That term wasn’t used derogatorily, just descriptively.

At the little crossroads country church we attended, the preacher would record the sermon on a cassette tape for each shut-in member. The congregation dutifully bought several recorders, and they would be lined up in front of the podium as the preacher preached and the choir sang.

The church ladies, including Mom, would then take the tapes and recorders to the homes of the “shut-ins” so they could hear the sermon.
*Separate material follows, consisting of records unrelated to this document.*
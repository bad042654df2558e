//! Trajectory control module state

// ---------------------------------------------------------------------------
// IMPORTS
// ---------------------------------------------------------------------------

// External
use log::trace;
use serde::Serialize;

// Internal
use super::*;
use crate::geom::Pose;
use crate::loco_ctrl::ChassisVelocity;
use crate::trajectory::TrajectoryState;
use util::maths::get_ang_dist;

// ---------------------------------------------------------------------------
// DATA STRUCTURES
// ---------------------------------------------------------------------------

/// Feedforward plus feedback controller for a holonomic chassis.
///
/// Each controller owns its axis controllers and diagnostics, so separate
/// control sessions must use separate instances.
#[derive(Debug, Clone)]
pub struct HolonomicController<C: AxisController = PidController> {
    /// Controller acting on the field X position
    x_ctrl: C,

    /// Controller acting on the field Y position
    y_ctrl: C,

    heading_ctrl: HeadingCtrl,

    diagnostics: ControllerDiagnostics,

    report: StatusReport,
}

/// Breakdown of the latest tick's demand.
#[derive(Debug, Default, Copy, Clone, Serialize)]
pub struct StatusReport {
    /// Time of the reference state used in the tick
    pub time_s: f64,

    /// Feedforward demand along field X
    pub ff_x_ms: f64,

    /// Feedforward demand along field Y
    pub ff_y_ms: f64,

    /// Feedback demand along field X
    pub fb_x_ms: f64,

    /// Feedback demand along field Y
    pub fb_y_ms: f64,

    /// Reference minus current X position
    pub error_x_m: f64,

    /// Reference minus current Y position
    pub error_y_m: f64,

    /// Distance between the reference and current positions
    pub position_error_m: f64,

    /// Shortest angle from the current to the reference heading
    pub heading_error_rad: f64,
}

// ---------------------------------------------------------------------------
// IMPLEMENTATIONS
// ---------------------------------------------------------------------------

impl HolonomicController<PidController> {
    /// Create a new PID-based controller from parameters.
    pub fn from_params(params: &Params) -> Self {
        Self::new(params.x_controller(), params.y_controller())
            .with_heading_ctrl(params.heading_ctrl)
    }
}

impl<C: AxisController> HolonomicController<C> {
    /// Create a new controller from a pair of axis controllers. The heading
    /// is held.
    pub fn new(x_ctrl: C, y_ctrl: C) -> Self {
        Self {
            x_ctrl,
            y_ctrl,
            heading_ctrl: HeadingCtrl::Hold,
            diagnostics: ControllerDiagnostics::default(),
            report: StatusReport::default(),
        }
    }

    /// Set the heading control mode.
    pub fn with_heading_ctrl(mut self, heading_ctrl: HeadingCtrl) -> Self {
        self.heading_ctrl = heading_ctrl;
        self
    }

    /// Calculate the field-relative chassis velocity which drives
    /// `current_pose` towards `reference`.
    ///
    /// Each axis controller is evaluated exactly once, using the reference
    /// state's time as its time base. Diagnostics are updated after the
    /// demand is formed.
    pub fn calculate(&mut self, current_pose: &Pose, reference: &TrajectoryState) -> ChassisVelocity {
        let ref_pose = &reference.pose;

        // Feedforward
        let ff_x_ms = reference.velocity_ms * ref_pose.rotation.cos();
        let ff_y_ms = reference.velocity_ms * ref_pose.rotation.sin();

        // Feedback
        self.x_ctrl.set_setpoint(ref_pose.x_m());
        self.y_ctrl.set_setpoint(ref_pose.y_m());
        let fb_x_ms = self.x_ctrl.calculate(current_pose.x_m(), reference.time_s);
        let fb_y_ms = self.y_ctrl.calculate(current_pose.y_m(), reference.time_s);

        let heading_error_rad = get_ang_dist(current_pose.heading_rad(), ref_pose.heading_rad());
        let omega_rads = match self.heading_ctrl {
            HeadingCtrl::Hold => 0.0,
            HeadingCtrl::Track { k_p } => k_p * heading_error_rad,
        };

        let dem = ChassisVelocity::new(ff_x_ms + fb_x_ms, ff_y_ms + fb_y_ms, omega_rads);

        self.diagnostics
            .update(&ref_pose.translation, current_pose, fb_x_ms, fb_y_ms);

        self.report = StatusReport {
            time_s: reference.time_s,
            ff_x_ms,
            ff_y_ms,
            fb_x_ms,
            fb_y_ms,
            error_x_m: ref_pose.x_m() - current_pose.x_m(),
            error_y_m: ref_pose.y_m() - current_pose.y_m(),
            position_error_m: ref_pose.translation.distance(&current_pose.translation),
            heading_error_rad,
        };

        trace!("TrajCtrl: {:?}", self.report);

        dem
    }

    /// The worst tracking performance seen so far.
    pub fn diagnostics(&self) -> ControllerDiagnostics {
        self.diagnostics
    }

    /// Forget all recorded maxima.
    pub fn reset_diagnostics(&mut self) {
        self.diagnostics = ControllerDiagnostics::default();
    }

    /// Report from the latest call to `calculate`.
    pub fn report(&self) -> StatusReport {
        self.report
    }

    pub fn x_controller(&self) -> &C {
        &self.x_ctrl
    }

    pub fn y_controller(&self) -> &C {
        &self.y_ctrl
    }
}

// ---------------------------------------------------------------------------
// TESTS
// ---------------------------------------------------------------------------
Of course, Mom always took something else too, usually food, and always helped out and visited when she dropped off and picked up the tape and recorder on Friday or Saturday so the next Sunday’s sermon could be recorded.

I realized a few years ago that the reason Mom would not give up her incredibly expensive Avon routes until she no longer had a choice, more than 25 years after she retired from her job as a bookkeeper, was because Avon wasn’t a job to make money, although that’s what she tried to convince us of. Her Avon routes were her mission for shut-ins. That’s also why the routes were so unprofitable. You can’t continue to drive to visit people who either ordered nothing (because they couldn’t) or small things like Chapstick, week after week, taking things to them, and expect to make any money. Avon was an excuse to walk up to someone’s door and knock.

Mom provided her customers far more than Avon, and they gave her life purpose too. Often, she mixed church tape delivery with Avon. Eventually, her Avon and work with the elderly and needy simply became a big blur. We were always doing something with or for someone. That’s just how we lived our lives.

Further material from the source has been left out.